- TASK GOAL -
Return the following from the records below: each line, word for word, starting with the line that contains "2.0, 3.0, 4.0]).unwrap();" and going on through the line that contains "let a = ThermalRate::new(vec![1.0], [1.0, 2.0, 3.0, 4.0]);", with nothing outside that range.

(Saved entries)
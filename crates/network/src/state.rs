//! The integrable state vector and its time derivative.

use spacetherm_core::{ErrorNorm, LinearCombination, StepIntegrable};
use thiserror::Error;

/// Number of energy accumulators that follow the component temperatures.
pub const ACCUMULATOR_COUNT: usize = 4;

/// One of the four power channels tracked alongside the temperatures.
///
/// In a [`ThermalRate`] each channel is an instantaneous power in W. In a
/// [`ThermalState`] it is the energy integrated from that power, in J.
#[derive(Debug, Clone, Copy, PartialEq, Eq, Hash)]
pub enum PowerChannel {
    /// Always-on internal generation.
    Innate,
    /// Thermostatic heater output.
    Heater,
    /// Absorbed sunlight after louver attenuation.
    Incoming,
    /// Net exchange with the deep-space background, negative when rejecting.
    Rejected,
}

impl PowerChannel {
    pub const ALL: [Self; ACCUMULATOR_COUNT] =
        [Self::Innate, Self::Heater, Self::Incoming, Self::Rejected];

    /// Position of the channel within the accumulator block.
    pub fn index(self) -> usize {
        match self {
            Self::Innate => 0,
            Self::Heater => 1,
            Self::Incoming => 2,
            Self::Rejected => 3,
        }
    }

    /// Human-readable name of the channel's average power.
    pub fn label(self) -> &'static str {
        match self {
            Self::Innate => "Avg Innate Power Draw",
            Self::Heater => "Avg Heater Power Draw",
            Self::Incoming => "Avg Incoming Radiative Power",
            Self::Rejected => "Avg Rejected Radiative Power",
        }
    }

    /// Column header for the channel's accumulated energy.
    pub fn column(self) -> &'static str {
        match self {
            Self::Innate => "innate_energy_J",
            Self::Heater => "heater_energy_J",
            Self::Incoming => "incoming_radiative_energy_J",
            Self::Rejected => "rejected_radiative_energy_J",
        }
    }
}

/// A state or rate vector had the wrong length for the network.
#[derive(Debug, Clone, Copy, PartialEq, Eq, Error)]
pub enum StateError {
    #[error("state has {actual} entries but the network needs {expected}")]
    LengthMismatch { expected: usize, actual: usize },

    #[error("state has {len} entries, fewer than the {ACCUMULATOR_COUNT} accumulators")]
    MissingAccumulators { len: usize },
}

/// Component temperatures (K) followed by the accumulated energies (J).
#[derive(Debug, Clone, PartialEq)]
pub struct ThermalState {
    values: Vec<f64>,
}

impl ThermalState {
    /// Creates a state from initial temperatures with zeroed accumulators.
    pub fn from_temperatures(temperatures: impl IntoIterator<Item = f64>) -> Self {
        let mut values: Vec<f64> = temperatures.into_iter().collect();
        values.extend([0.0; ACCUMULATOR_COUNT]);
        Self { values }
    }

    /// Wraps a raw vector laid out as temperatures then accumulators.
    ///
    /// # Errors
    ///
    /// Returns [`StateError::MissingAccumulators`] if the vector cannot hold
    /// the accumulator block.
    pub fn from_values(values: Vec<f64>) -> Result<Self, StateError> {
        if values.len() < ACCUMULATOR_COUNT {
            return Err(StateError::MissingAccumulators { len: values.len() });
        }
        Ok(Self { values })
    }

    /// Total number of entries, `N + 4`.
    pub fn len(&self) -> usize {
        self.values.len()
    }

    pub fn is_empty(&self) -> bool {
        self.values.is_empty()
    }

    pub fn component_count(&self) -> usize {
        self.values.len() - ACCUMULATOR_COUNT
    }

    pub fn temperatures(&self) -> &[f64] {
        &self.values[..self.component_count()]
    }

    pub fn accumulators(&self) -> &[f64] {
        &self.values[self.component_count()..]
    }

    /// Energy accumulated on `channel`, in J.
    pub fn accumulator(&self, channel: PowerChannel) -> f64 {
        self.accumulators()[channel.index()]
    }

    pub fn as_slice(&self) -> &[f64] {
        &self.values
    }
}

/// Heating rates (K/s) followed by the instantaneous channel powers (W).
#[derive(Debug, Clone, PartialEq)]
pub struct ThermalRate {
    values: Vec<f64>,
}

impl ThermalRate {
    pub fn new(temperature_rates: Vec<f64>, powers: [f64; ACCUMULATOR_COUNT]) -> Self {
        let mut values = temperature_rates;
        values.extend(powers);
        Self { values }
    }

    pub fn len(&self) -> usize {
        self.values.len()
    }

    pub fn is_empty(&self) -> bool {
        self.values.is_empty()
    }

    pub fn temperature_rates(&self) -> &[f64] {
        &self.values[..self.values.len().saturating_sub(ACCUMULATOR_COUNT)]
    }

    /// Instantaneous power on `channel`, in W.
    pub fn power(&self, channel: PowerChannel) -> f64 {
        let start = self.values.len().saturating_sub(ACCUMULATOR_COUNT);
        self.values[start + channel.index()]
    }

    pub fn as_slice(&self) -> &[f64] {
        &self.values
    }
}

impl StepIntegrable<f64> for ThermalState {
    type Derivative = ThermalRate;

    fn step(&self, derivative: ThermalRate, dt: f64) -> Self {
        debug_assert_eq!(self.values.len(), derivative.values.len());

        Self {
            values: self
                .values
                .iter()
                .zip(&derivative.values)
                .map(|(y, dy)| y + dy * dt)
                .collect(),
        }
    }
}

impl LinearCombination for ThermalRate {
    fn linear_combination(terms: &[(f64, &Self)]) -> Self {
        let len = terms.first().map_or(0, |(_, rate)| rate.values.len());
        let mut values = vec![0.0; len];

        for (weight, rate) in terms {
            for (sum, value) in values.iter_mut().zip(&rate.values) {
                *sum += weight * value;
            }
        }

        Self { values }
    }
}

impl ErrorNorm for ThermalState {
    fn error_norm(&self, other: &Self, abs_tol: f64, rel_tol: f64) -> f64 {
        if self.values.is_empty() {
            return 0.0;
        }

        let sum_sq: f64 = self
            .values
            .iter()
            .zip(&other.values)
            .map(|(a, b)| {
                let scale = abs_tol + rel_tol * a.abs().max(b.abs());
                ((a - b) / scale).powi(2)
            })
            .sum();

        #[allow(clippy::cast_precision_loss)]
        let n = self.values.len() as f64;
        (sum_sq / n).sqrt()
    }
}

#[cfg(test)]
mod tests {
    use super::*;

    use approx::assert_relative_eq;

    #[test]
    fn initial_state_has_zero_accumulators() {
        let state = ThermalState::from_temperatures([293.0, 180.0]);

        assert_eq!(state.len(), 6);
        assert_eq!(state.temperatures(), &[293.0, 180.0]);
        assert_eq!(state.accumulators(), &[0.0; 4]);
    }

    #[test]
    fn from_values_requires_accumulators() {
        assert_eq!(
            ThermalState::from_values(vec![1.0, 2.0]),
            Err(StateError::MissingAccumulators { len: 2 })
        );

        let state = ThermalState::from_values(vec![300.0, 1.0, 2.0, 3.0, 4.0]).unwrap();
        assert_eq!(state.component_count(), 1);
        assert_eq!(state.accumulator(PowerChannel::Rejected), 4.0);
    }

    #[test]
    fn step_advances_temperatures_and_accumulators() {
        let state = ThermalState::from_temperatures([300.0]);
        let rate = ThermalRate::new(vec![-0.5], [100.0, 20.0, 50.0, -170.0]);

        let next = state.step(rate, 10.0);

        assert_relative_eq!(next.temperatures()[0], 295.0);
        assert_relative_eq!(next.accumulator(PowerChannel::Innate), 1000.0);
        assert_relative_eq!(next.accumulator(PowerChannel::Rejected), -1700.0);
    }

    #[test]
    fn linear_combination_is_weighted_sum() {
        let a = ThermalRate::new(vec![1.0], [1.0, 2.0, 3.0, 4.0]);
        let b = ThermalRate::new(vec![-2.0], [0.0, 0.0, 0.0, 8.0]);

        let blended = ThermalRate::linear_combination(&[(2.0, &a), (0.5, &b)]);

        assert_eq!(blended.temperature_rates(), &[1.0]);
        assert_relative_eq!(blended.power(PowerChannel::Rejected), 12.0);
        assert!(ThermalRate::linear_combination(&[]).is_empty());
    }

    #[test]
    fn error_norm_is_rms_of_scaled_differences() {
        let a = ThermalState::from_values(vec![100.0, 0.0, 0.0, 0.0, 0.0]).unwrap();
        let b = ThermalState::from_values(vec![100.0, 0.0, 0.0, 0.0, 0.1]).unwrap();

        // Only the last entry differs: scale = 0.01 + 0.001 * 0.1
        let expected = (0.1_f64 / 0.0101).powi(2) / 5.0;
        assert_relative_eq!(a.error_norm(&b, 0.01, 0.001), expected.sqrt());
        assert_relative_eq!(a.error_norm(&a, 0.01, 0.001), 0.0);
    }

    #[test]
    fn channel_metadata_is_consistent() {
        for (i, channel) in PowerChannel::ALL.into_iter().enumerate() {
            assert_eq!(channel.index(), i);
        }
        assert_eq!(PowerChannel::Heater.label(), "Avg Heater Power Draw");
    }
}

- RESULT BELOW -
        let state = ThermalState::from_values(vec![300.0, 1.0, 2.0, 3.0, 4.0]).unwrap();
        assert_eq!(state.component_count(), 1);
        assert_eq!(state.accumulator(PowerChannel::Rejected), 4.0);
    }

    #[test]
    fn step_advances_temperatures_and_accumulators() {
        let state = ThermalState::from_temperatures([300.0]);
        let rate = ThermalRate::new(vec![-0.5], [100.0, 20.0, 50.0, -170.0]);

        let next = state.step(rate, 10.0);

        assert_relative_eq!(next.temperatures()[0], 295.0);
        assert_relative_eq!(next.accumulator(PowerChannel::Innate), 1000.0);
        assert_relative_eq!(next.accumulator(PowerChannel::Rejected), -1700.0);
    }

    #[test]
    fn linear_combination_is_weighted_sum() {
        let a = ThermalRate::new(vec![1.0], [1.0, 2.0, 3.0, 4.0]);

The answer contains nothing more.